■ **Exercise material**
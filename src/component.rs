//! Component recognition and class assembly.
//!
//! The module is parsed once and its top-level statements inspected.
//! Capitalised functions whose bodies render markup are rewritten into
//! `UIComponent` subclasses; classes extending `React.Component` only get
//! their base class and render method renamed. Definitions nested inside
//! other code are left alone. Every recognised definition records exactly one
//! [`ComponentInfo`], in source order.

use std::collections::HashMap;

use oxc_allocator::Allocator;
use oxc_ast::ast::{
    ArrowFunctionExpression, AssignmentExpression, AssignmentTarget, BindingPattern, Class,
    ClassElement, Declaration, ExportDefaultDeclarationKind, Expression, FormalParameter,
    FormalParameters, Function, FunctionBody, ObjectExpression, ObjectPropertyKind, Program,
    PropertyKey, ReturnStatement, Statement, StaticMemberExpression, TSSignature, TSType,
    TSInterfaceDeclaration, TSTypeAliasDeclaration, TSTypeAnnotation, TSTypeName,
    VariableDeclaration,
};
use oxc_ast_visit::{walk, Visit};
use oxc_span::{GetSpan, Span};
use oxc_syntax::scope::ScopeFlags;

use crate::error::{ConversionError, Result};
use crate::hooks::{self, HookExtraction};
use crate::jsx_lowerer;
use crate::options::StateConvention;
use crate::parse::{self, MarkupDetector};
use crate::renamer::{self, Bindings};
use crate::types::{ComponentInfo, ConversionContext};

const BASE_CLASS: &str = "UIComponent";

const LIFECYCLE_METHODS: &[&str] = &["componentDidMount", "componentDidUpdate", "componentWillUnmount"];

/// Member names of every interface and type alias declared at the top level.
/// Aliases of anything but an object type map to no members.
type TypeDecls = HashMap<String, Vec<String>>;

// ═══════════════════════════════════════════════════════════════════════════════
// DEFINITIONS
// ═══════════════════════════════════════════════════════════════════════════════

#[derive(Debug, Clone, Copy, PartialEq, Eq)]
enum Export {
    None,
    Named,
    Default,
}

impl Export {
    fn class_keyword(self) -> &'static str {
        match self {
            Export::Default => "export default class",
            Export::Named | Export::None => "export class",
        }
    }
}

#[derive(Debug)]
struct FunctionalDef {
    name: String,
    export: Export,
    props: PropsShape,
    /// Block contents; an expression body is wrapped in a `return`.
    body: String,
    has_return: bool,
    span: Span,
}

#[derive(Debug)]
struct ClassDef {
    name: String,
    props: Vec<String>,
    state: Vec<String>,
    effects: Vec<String>,
    /// The base class name, e.g. `React.Component`.
    base: Span,
    /// `render()` up to its opening brace.
    render_head: Option<Span>,
    span: Span,
}

#[derive(Debug)]
enum Definition {
    Functional(FunctionalDef),
    Class(ClassDef),
}

impl Definition {
    fn name(&self) -> &str {
        match self {
            Definition::Functional(f) => &f.name,
            Definition::Class(c) => &c.name,
        }
    }

    fn span(&self) -> Span {
        match self {
            Definition::Functional(f) => f.span,
            Definition::Class(c) => c.span,
        }
    }
}

fn is_component_name(name: &str) -> bool {
    name.chars().next().map_or(false, |c| c.is_ascii_uppercase())
}

// ═══════════════════════════════════════════════════════════════════════════════
// ENTRY POINT
// ═══════════════════════════════════════════════════════════════════════════════

/// Rewrites every component definition in `source`; code between
/// definitions is copied through unchanged.
pub fn convert_components(source: &str, ctx: &mut ConversionContext) -> Result<String> {
    let allocator = Allocator::default();
    let program = parse::parse_program(&allocator, source)?;
    let locator = Locator {
        source,
        decls: collect_type_decls(&program),
        generate: ctx.options.generate_props_interface,
    };

    let mut replacements = Vec::new();
    for def in locator.locate(&program) {
        let converted = match &def {
            Definition::Functional(f) => convert_functional(f, ctx),
            Definition::Class(c) => Ok(convert_class(c, source, ctx)),
        }
        .map_err(|e| ConversionError::in_component(def.name(), e))?;
        let span = def.span();
        replacements.push((span.start, span.end, converted));
    }
    Ok(parse::splice(source, parse::full_span(source), replacements))
}

enum Candidate<'b, 'a> {
    Variable(&'b VariableDeclaration<'a>),
    Function(&'b Function<'a>),
    Class(&'b Class<'a>),
}
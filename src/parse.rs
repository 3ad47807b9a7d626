//! Parser front-end.
//!
//! Every stage of the pipeline works on source text and edits it through
//! spans: it parses its input with oxc, collects `(start, end, replacement)`
//! edits while visiting the tree, and splices them back into the text. Spans
//! always fall on character boundaries, so the splice never cuts a multi-byte
//! character in half.

use oxc_allocator::Allocator;
use oxc_ast::ast::{Expression, JSXChild, JSXElement, JSXFragment, Program};
use oxc_ast_visit::Visit;
use oxc_parser::{ParseOptions, Parser};
use oxc_span::{GetSpan, SourceType, Span};

use crate::error::{ConversionError, Result};

/// `(start, end, replacement)` over byte offsets of the parsed text.
pub type Replacement = (u32, u32, String);

pub fn source_type() -> SourceType {
    SourceType::default()
        .with_module(true)
        .with_typescript(true)
        .with_jsx(true)
}

/// Parses a whole module.
pub fn parse_program<'a>(allocator: &'a Allocator, text: &'a str) -> Result<Program<'a>> {
    let ret = Parser::new(allocator, text, source_type()).parse();
    if ret.panicked || !ret.errors.is_empty() {
        return Err(ConversionError::syntax(&ret.errors));
    }
    Ok(ret.program)
}

/// Parses the statements of a function body lifted out of its function, so a
/// top-level `return` is accepted.
pub fn parse_body<'a>(allocator: &'a Allocator, text: &'a str) -> Result<Program<'a>> {
    let options = ParseOptions {
        allow_return_outside_function: true,
        ..ParseOptions::default()
    };
    let ret = Parser::new(allocator, text, source_type())
        .with_options(options)
        .parse();
    if ret.panicked || !ret.errors.is_empty() {
        return Err(ConversionError::syntax(&ret.errors));
    }
    Ok(ret.program)
}

pub fn parse_expression<'a>(allocator: &'a Allocator, text: &'a str) -> Result<Expression<'a>> {
    Parser::new(allocator, text, source_type())
        .parse_expression()
        .map_err(|errors| ConversionError::syntax(&errors))
}

pub fn slice(text: &str, span: Span) -> &str {
    &text[span.start as usize..span.end as usize]
}

/// Text of `span` with `replacements` applied. Edits outside the span, or
/// inside an edit that was already applied, are dropped.
pub fn splice(text: &str, span: Span, mut replacements: Vec<Replacement>) -> String {
    replacements.sort_by(|a, b| a.0.cmp(&b.0).then(b.1.cmp(&a.1)));

    let mut out = String::with_capacity((span.end - span.start) as usize);
    let mut copied = span.start;
    for (start, end, replacement) in replacements {
        if start < copied || end > span.end {
            continue;
        }
        out.push_str(&text[copied as usize..start as usize]);
        out.push_str(&replacement);
        copied = end;
    }
    out.push_str(&text[copied as usize..span.end as usize]);
    out
}

/// Span covering all of `text`.
pub fn full_span(text: &str) -> Span {
    Span::new(0, text.len() as u32)
}

// ═══════════════════════════════════════════════════════════════════════════════
// MARKUP
// ═══════════════════════════════════════════════════════════════════════════════

/// Set when a walk reaches any element or fragment.
#[derive(Debug, Default)]
pub struct MarkupDetector {
    pub found: bool,
}

impl<'a> Visit<'a> for MarkupDetector {
    fn visit_jsx_element(&mut self, _it: &JSXElement<'a>) {
        self.found = true;
    }

    fn visit_jsx_fragment(&mut self, _it: &JSXFragment<'a>) {
        self.found = true;
    }
}

pub fn contains_markup(code: &str) -> bool {
    let allocator = Allocator::default();
    match parse_body(&allocator, code) {
        Ok(program) => {
            let mut detector = MarkupDetector::default();
            detector.visit_program(&program);
            detector.found
        }
        Err(_) => false,
    }
}

/// Source text of each top-level sibling in a run of markup children.
/// Whitespace-only text between siblings is dropped and text runs are
/// trimmed.
pub fn split_children(text: &str) -> Result<Vec<String>> {
    let wrapped = format!("<>{}</>", text);
    let allocator = Allocator::default();
    let fragment = match parse_expression(&allocator, &wrapped)? {
        Expression::JSXFragment(fragment) => fragment,
        other => {
            return Err(ConversionError::Syntax {
                message: format!("expected markup children, found {}", slice(&wrapped, other.span())),
            })
        }
    };

    let mut units = Vec::new();
    for child in &fragment.children {
        let unit = match child {
            JSXChild::Text(t) => slice(&wrapped, t.span).trim(),
            other => slice(&wrapped, other.span()),
        };
        if !unit.is_empty() {
            units.push(unit.to_string());
        }
    }
    Ok(units)
}

/// Capitalised or dotted tag names refer to components.
pub fn is_component_tag(tag_name: &str) -> bool {
    tag_name.contains('.')
        || tag_name
            .chars()
            .next()
            .map_or(false, |c| c.is_ascii_uppercase())
}
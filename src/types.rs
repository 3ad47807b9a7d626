#[cfg(feature = "napi")]
use napi_derive::napi;
use serde::{Deserialize, Serialize};

use crate::options::ConvertOptions;

// ═══════════════════════════════════════════════════════════════════════════════
// RESULT TYPES
// ═══════════════════════════════════════════════════════════════════════════════

/// Aggregate outcome of one `convert` call.
///
/// `success` is true iff `errors` is empty. `code` is only empty on the failure
/// path; a degraded conversion still carries its best-effort output.
#[derive(Debug, Clone, Serialize, Deserialize, PartialEq, Default)]
#[cfg_attr(feature = "napi", napi(object))]
#[serde(rename_all = "camelCase")]
pub struct ConversionResult {
    pub success: bool,
    pub code: String,
    pub errors: Vec<String>,
    pub warnings: Vec<String>,
    pub components: Vec<ComponentInfo>,
}

/// Metadata recorded once per recognised component definition.
#[derive(Debug, Clone, Serialize, Deserialize, PartialEq, Default)]
#[cfg_attr(feature = "napi", napi(object))]
#[serde(rename_all = "camelCase")]
pub struct ComponentInfo {
    pub name: String,
    /// Prop names in first-seen order, without duplicates.
    pub props: Vec<String>,
    /// `"name (type)"` entries.
    pub state: Vec<String>,
    /// Human-readable effect summaries.
    pub effects: Vec<String>,
    pub is_class: bool,
}

impl ComponentInfo {
    pub fn new(name: &str, is_class: bool) -> Self {
        ComponentInfo {
            name: name.to_string(),
            is_class,
            ..Default::default()
        }
    }

    pub fn add_prop(&mut self, prop: &str) {
        let prop = prop.trim();
        if !prop.is_empty() && !self.props.iter().any(|p| p == prop) {
            self.props.push(prop.to_string());
        }
    }
}

/// One `useState` declaration, alive only while its component is converted.
#[derive(Debug, Clone, PartialEq, Eq)]
pub struct StateVariable {
    pub name: String,
    pub setter_name: String,
    pub inferred_type: String,
    pub initial_value: String,
}

impl StateVariable {
    /// Metadata form: `count (number)`.
    pub fn describe(&self) -> String {
        format!("{} ({})", self.name, self.inferred_type)
    }
}

// ═══════════════════════════════════════════════════════════════════════════════
// CONVERSION CONTEXT
// ═══════════════════════════════════════════════════════════════════════════════

/// Call-scoped accumulators threaded by reference through every stage.
/// A fresh context is created for each conversion; nothing is shared between calls.
#[derive(Debug)]
pub struct ConversionContext<'o> {
    pub options: &'o ConvertOptions,
    pub errors: Vec<String>,
    pub warnings: Vec<String>,
    pub components: Vec<ComponentInfo>,
}

impl<'o> ConversionContext<'o> {
    pub fn new(options: &'o ConvertOptions) -> Self {
        ConversionContext {
            options,
            errors: Vec::new(),
            warnings: Vec::new(),
            components: Vec::new(),
        }
    }

    pub fn warn(&mut self, message: impl Into<String>) {
        let message = message.into();
        tracing::debug!(warning = %message, "conversion warning");
        self.warnings.push(message);
    }
}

■ **Exercise requirements**
Pull every line with the string "next" out of the material.

■ **Answer area**
    name.chars().next().map_or(false, |c| c.is_ascii_uppercase())
            .next()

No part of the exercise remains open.